Wenige Tage nach dem Großbrand im Flüchtlingslager Moria haben die ersten Migranten auf der Insel Lesbos ein neues provisorisches Zeltlager bezogen. Nach Behördenangaben vom Sonntag wurden rund 500 Asylsuchende in dem neuen Lager aufgenommen. Hunderte weitere aber wollen nicht mehr auf Lesbos bleiben und verweigern den Gang in das neue Lager. Nach teils gewaltsamen Protesten am Vortag demonstrierten sie am Sonntag erneut für ihre Verlegung in andere EU-Staaten.
Das neue Zeltlager wurde auf einem ehemaligen Schießplatz in Kara Tepe errichtet. Am Sonntag warteten davor weitere Asylsuchende auf Aufnahme, nachdem sie tagelang im Freien campieren mussten. Einem bereits in Kara Tepe untergebrachten Kongolesen zufolge verbietet die Polizei den Insassen, das Lager wieder zu verlassen. Journalisten wurde der Zugang verwehrt.
Die Behörden sprachen von einer begrenzten Ausgangssperre, mit der sie eine Verbreitung des Coronavirus auf der Insel verhindern wollen. Nach Einschätzung von Einwanderungsminister Notis Mitarachi könnten sich inzwischen bis zu 200 Asylsuchende angesteckt haben. Bei den Aufnahmechecks für das neue Lager seien zwölf Menschen positiv auf das neuartige Coronavirus getestet worden.
Das vollkommen überfüllte alte Lager Moria, in dem viele Flüchtlinge teilweise seit Jahren unter menschenunwürdigen Bedingungen festsaßen, war bei Bränden am Dienstag und Mittwoch fast völlig zerstört worden. Rund 11.500 Menschen wurden obdachlos, darunter 4000 Kinder.
Der griechischen Nachrichtenagentur ANA zufolge wurden die Feuer am Dienstag nach Protesten einiger Bewohner des Lagers gelegt, die nach positiven Corona-Tests unter Quarantäne gestellt werden sollten. Die Behörden leiteten Ermittlungen ein.
Einwanderungsminister Mitarachi zeigte sich zuversichtlich, dass das für rund 3000 Bewohner ausgelegte neue Lager binnen fünf Tagen fertiggestellt und bezogen sein wird. Doch viele Asylsuchende befürchten einen noch schrecklicheren Lageralltag als in Moria. Nach dem langen vergeblichen Warten in Moria auf ihren Asylbescheid ist ihre Geduld am Ende.
„In Moria konnten wir bis zum Lockdown im März wenigstens raus, das neue Lager aber wird zu einem Gefängnis“, fürchtete die jungen Kongolesin Zola, die seit Dienstag mit ihrem Baby an der Straße zum Hafen der Inselhauptstadt Mytilini schläft.
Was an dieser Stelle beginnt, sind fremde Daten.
//! Projection of a [`ViewState`] onto an ordered list of visible rows.
//!
//! Rows come from two passes. The expansion walk descends only through
//! expanded nodes. The locked back-fill then re-derives the path to every
//! locked CIDR the walk did not reach, so a locked subnet stays visible
//! whatever the expansion state of its ancestors.

use super::heuristic::should_defer_subnet_compute_with_threshold;
use crate::models::{parse_cidr, Subnet, ViewState, MAX_LENGTH};
use serde::Serialize;
use std::collections::HashSet;

/// One row of the projected table.
#[derive(Debug, Clone, PartialEq, Eq, Serialize)]
#[serde(rename_all = "camelCase")]
pub struct VisibleRow {
    pub subnet: Subnet,
    /// Prefix bits below the visualized root.
    pub depth: u32,
    pub locked: bool,
    pub name: Option<String>,
    /// Lock flag of each ancestor, index 0 being the root.
    pub locked_ancestors: Vec<bool>,
}

/// Inputs of one projection call.
#[derive(Debug, Clone, Copy)]
pub struct ComputeOptions<'a> {
    pub root: &'a Subnet,
    pub state: &'a ViewState,
    /// Mask the host asked to explore down to, used for cost estimates.
    pub target_mask: u8,
}

impl<'a> ComputeOptions<'a> {
    /// Options whose target mask is the state's own depth limit.
    pub fn new(root: &'a Subnet, state: &'a ViewState) -> Self {
        ComputeOptions {
            root,
            state,
            target_mask: state.max_depth,
        }
    }

    /// Ask the deferral advisor whether this projection is too big to run inline.
    pub fn should_defer(&self, threshold: u64) -> bool {
        should_defer_subnet_compute_with_threshold(self.root.mask(), self.target_mask, threshold)
    }
}

/// Compute the visible rows, sorted by `(network, mask)`.
///
/// Never mutates its inputs. Every locked CIDR inside the root whose mask is
/// within `state.max_depth` is guaranteed a row.
pub fn compute_visible_rows(opts: &ComputeOptions) -> Vec<VisibleRow> {
    let state = opts.state;
    let limit = state.max_depth.min(MAX_LENGTH);
    let mut rows = Vec::new();
    walk(opts.root.clone(), 0, Vec::new(), state, limit, &mut rows);
    let walked = rows.len();

    let mut present: HashSet<String> = rows.iter().map(|r| r.subnet.cidr().to_string()).collect();
    for cidr in &state.locked {
        if present.contains(cidr) {
            continue;
        }
        if let Some(row) = locate_locked(opts.root, cidr, state, limit) {
            present.insert(cidr.clone());
            rows.push(row);
        }
    }
    log::debug!(
        "compute_visible_rows({}) walked={} back_filled={}",
        opts.root.cidr(),
        walked,
        rows.len() - walked
    );

    rows.sort_by(|a, b| a.subnet.cmp(&b.subnet));
    rows
}

fn walk(
    node: Subnet,
    depth: u32,
    locked_ancestors: Vec<bool>,
    state: &ViewState,
    limit: u8,
    rows: &mut Vec<VisibleRow>,
) {
    let locked = state.is_locked(node.cidr());
    let children = if state.is_expanded(node.cidr()) && node.mask() < limit {
        node.halves()
    } else {
        None
    };
    rows.push(VisibleRow {
        depth,
        locked,
        name: state.name(node.cidr()).map(String::from),
        locked_ancestors: locked_ancestors.clone(),
        subnet: node,
    });
    if let Some((lo, hi)) = children {
        let mut chain = locked_ancestors;
        chain.push(locked);
        walk(lo, depth + 1, chain.clone(), state, limit, rows);
        walk(hi, depth + 1, chain, state, limit, rows);
    }
}

/// Re-derive the path from `root` to the locked `cidr`, ignoring expansion.
///
/// Only canonical CIDRs inside the root and no deeper than `limit` can be
/// reached; anything else is skipped.
fn locate_locked(root: &Subnet, cidr: &str, state: &ViewState, limit: u8) -> Option<VisibleRow> {
    let target = match parse_cidr(cidr) {
        Ok(target) if target.cidr() == cidr => target,
        _ => {
            log::debug!("locked entry {cidr} is not a canonical CIDR, skipped");
            return None;
        }
    };
    if !root.contains(&target) || target.mask() > limit {
        return None;
    }

    let mut node = root.clone();
    let mut chain = Vec::with_capacity((target.mask() - root.mask()) as usize);
    while node.mask() < target.mask() {
        chain.push(state.is_locked(node.cidr()));
        let (lo, hi) = node.halves()?;
        node = if hi.contains(&target) { hi } else { lo };
    }

    Some(VisibleRow {
        depth: (node.mask() - root.mask()) as u32,
        locked: true,
        name: state.name(cidr).map(String::from),
        locked_ancestors: chain,
        subnet: node,
    })
}
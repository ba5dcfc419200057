//! Binary subdivision of a subnet into equal power-of-two children.

use crate::errors::SubdivisionError;
use crate::models::{block_size, Subnet, MAX_LENGTH};

/// How to subdivide: exactly one of `target_mask` or `parts` must be set.
#[derive(Debug, Clone, Copy, Default, PartialEq, Eq)]
pub struct SubdivisionOptions {
    /// Resulting prefix length of every child.
    pub target_mask: Option<u32>,
    /// Number of equal children, must be a power of two.
    pub parts: Option<u64>,
}

impl SubdivisionOptions {
    pub fn target_mask(mask: u32) -> Self {
        SubdivisionOptions {
            target_mask: Some(mask),
            parts: None,
        }
    }

    pub fn parts(parts: u64) -> Self {
        SubdivisionOptions {
            target_mask: None,
            parts: Some(parts),
        }
    }

    /// Resolve the options against `subnet` to the child prefix length.
    pub fn resolve(&self, subnet: &Subnet) -> Result<u8, SubdivisionError> {
        let desired = match (self.target_mask, self.parts) {
            (None, None) => return Err(SubdivisionError::MissingTarget),
            (Some(_), Some(_)) => return Err(SubdivisionError::Ambiguous),
            (Some(target), None) => target,
            (None, Some(parts)) => {
                if !parts.is_power_of_two() {
                    return Err(SubdivisionError::PartsNotPowerOfTwo(parts));
                }
                subnet.mask() as u32 + parts.trailing_zeros()
            }
        };
        if desired <= subnet.mask() as u32 {
            return Err(SubdivisionError::NotMoreSpecific {
                target: desired,
                mask: subnet.mask(),
            });
        }
        if desired > MAX_LENGTH as u32 {
            return Err(SubdivisionError::TargetTooLong(desired));
        }
        Ok(desired as u8)
    }
}

/// Split `subnet` into `2^(target - mask)` contiguous children in address order.
///
/// The children tile `[network, broadcast]` exactly.
pub fn subdivide(
    subnet: &Subnet,
    options: SubdivisionOptions,
) -> Result<Vec<Subnet>, SubdivisionError> {
    let target = options.resolve(subnet)?;
    let count = 1u64 << (target - subnet.mask());
    let new_size = block_size(target);
    log::trace!(
        "subdivide({subnet}) into {count} x /{target}",
        subnet = subnet.cidr()
    );
    let children = (0..count)
        .map(|i| {
            let net = subnet.network() as u64 + i * new_size;
            Subnet::from_parts(net as u32, target)
        })
        .collect();
    Ok(children)
}
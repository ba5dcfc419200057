//! Fully materialized subdivision trees.

use super::subdivide::{subdivide, SubdivisionOptions};
use crate::errors::SubnetError;
use crate::models::{parse_cidr, Subnet, MAX_LENGTH};
use serde::Serialize;

/// A subnet and its children; the children tile the parent in address order.
#[derive(Debug, Clone, PartialEq, Eq, Serialize)]
pub struct SubnetTreeNode {
    #[serde(flatten)]
    pub subnet: Subnet,
    #[serde(skip_serializing_if = "Vec::is_empty")]
    pub children: Vec<SubnetTreeNode>,
}

impl SubnetTreeNode {
    pub fn new(subnet: Subnet) -> Self {
        SubnetTreeNode {
            subnet,
            children: Vec::new(),
        }
    }

    pub fn is_leaf(&self) -> bool {
        self.children.is_empty()
    }

    /// Total node count including this one.
    pub fn node_count(&self) -> usize {
        1 + self.children.iter().map(SubnetTreeNode::node_count).sum::<usize>()
    }

    /// Leaf subnets in address order.
    pub fn leaves(&self) -> Vec<&Subnet> {
        if self.is_leaf() {
            return vec![&self.subnet];
        }
        self.children.iter().flat_map(|c| c.leaves()).collect()
    }

    /// Depth-first pre-order walk with the depth of each node below this one.
    pub fn walk(&self) -> Vec<(usize, &Subnet)> {
        let mut out = Vec::with_capacity(self.node_count());
        self.walk_into(0, &mut out);
        out
    }

    fn walk_into<'a>(&'a self, depth: usize, out: &mut Vec<(usize, &'a Subnet)>) {
        out.push((depth, &self.subnet));
        for child in &self.children {
            child.walk_into(depth + 1, out);
        }
    }
}

/// Parse `root_cidr` and split every node in halves until `max_depth_mask`.
///
/// A `max_depth_mask` at or below the root mask gives a childless root.
pub fn build_subdivision_tree(
    root_cidr: &str,
    max_depth_mask: u8,
) -> Result<SubnetTreeNode, SubnetError> {
    let root = parse_cidr(root_cidr)?;
    let limit = max_depth_mask.min(MAX_LENGTH);
    log::debug!(
        "build_subdivision_tree({}) down to /{}",
        root.cidr(),
        limit
    );
    let mut node = SubnetTreeNode::new(root);
    grow(&mut node, limit)?;
    Ok(node)
}

fn grow(node: &mut SubnetTreeNode, limit: u8) -> Result<(), SubnetError> {
    if node.subnet.mask() >= limit {
        return Ok(());
    }
    let target = node.subnet.mask() as u32 + 1;
    node.children = subdivide(&node.subnet, SubdivisionOptions::target_mask(target))?
        .into_iter()
        .map(SubnetTreeNode::new)
        .collect();
    for child in node.children.iter_mut() {
        grow(child, limit)?;
    }
    Ok(())
}

#[cfg(test)]
mod tests {
    use super::*;
    use crate::errors::ParseError;

    #[test]
    fn test_builds_depth() {
        let tree = build_subdivision_tree("10.0.0.0/30", 31).unwrap();
        assert_eq!(tree.children.len(), 2);
        assert!(tree.children.iter().all(|c| c.is_leaf()));
        assert_eq!(tree.node_count(), 3);
    }

    #[test]
    fn test_builds_full_binary_tree() {
        let tree = build_subdivision_tree("10.0.0.0/24", 27).unwrap();
        assert_eq!(tree.node_count(), 1 + 2 + 4 + 8);
        let leaves: Vec<&str> = tree.leaves().iter().map(|s| s.cidr()).collect();
        assert_eq!(leaves.len(), 8);
        assert_eq!(leaves[0], "10.0.0.0/27");
        assert_eq!(leaves[7], "10.0.0.224/27");
    }

    #[test]
    fn test_walk_is_depth_first() {
        let tree = build_subdivision_tree("10.0.0.0/24", 26).unwrap();
        let walk: Vec<(usize, &str)> = tree.walk().into_iter().map(|(d, s)| (d, s.cidr())).collect();
        assert_eq!(
            walk,
            vec![
                (0, "10.0.0.0/24"),
                (1, "10.0.0.0/25"),
                (2, "10.0.0.0/26"),
                (2, "10.0.0.64/26"),
                (1, "10.0.0.128/25"),
                (2, "10.0.0.128/26"),
                (2, "10.0.0.192/26"),
            ]
        );
    }

    #[test]
    fn test_unreachable_depth_is_childless() {
        let tree = build_subdivision_tree("10.0.0.0/24", 16).unwrap();
        assert!(tree.is_leaf());
        assert_eq!(tree.node_count(), 1);
    }

    #[test]
    fn test_depth_beyond_host_routes_stops_at_32() {
        let tree = build_subdivision_tree("10.0.0.0/31", 40).unwrap();
        assert_eq!(tree.leaves().len(), 2);
        assert!(tree.leaves().iter().all(|s| s.mask() == 32));
    }

    #[test]
    fn test_propagates_parse_error() {
        let err = build_subdivision_tree("10.0.0/24", 26).unwrap_err();
        assert_eq!(
            err,
            SubnetError::Parse(ParseError::InvalidAddress("10.0.0".to_string()))
        );
    }
}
Der 21-jährige Afghane Mahdi Ahmadi sagte, er und andere Migranten wollten „nicht in ein abgeschlossenes Lager verlegt werden, in dem es weder Sicherheit noch Freiheit gibt“.
Am Samstag hatten hunderte Migranten vorwiegend friedlich gegen das neue Lager demonstriert. Als einige Demonstranten die Polizei mit Steinen bewarfen, setzte diese Tränengas ein. Einige Menschen wurden wegen Atemproblemen ins Krankenhaus gebracht. Am Sonntag gingen die Proteste weiter. Auf Transparenten stand: „Europa, rette uns“.
Auch die Bevölkerung auf Lesbos wehrt sich gegen die Errichtung eines neuen Lagers. Einige Einwohner hielten die Bulldozer der Bautrupps mit Straßensperren auf.
Die Menschenrechtsorganisation Human Rights Watch warnte am Samstag vor „wachsenden Spannungen zwischen Anwohnern, Asylsuchenden und der Polizei“. Ministerpräsident Kyriakos Mitsotakis sprach von einem „explosiven Mix“ aus Pandemie und Flüchtlingskrise.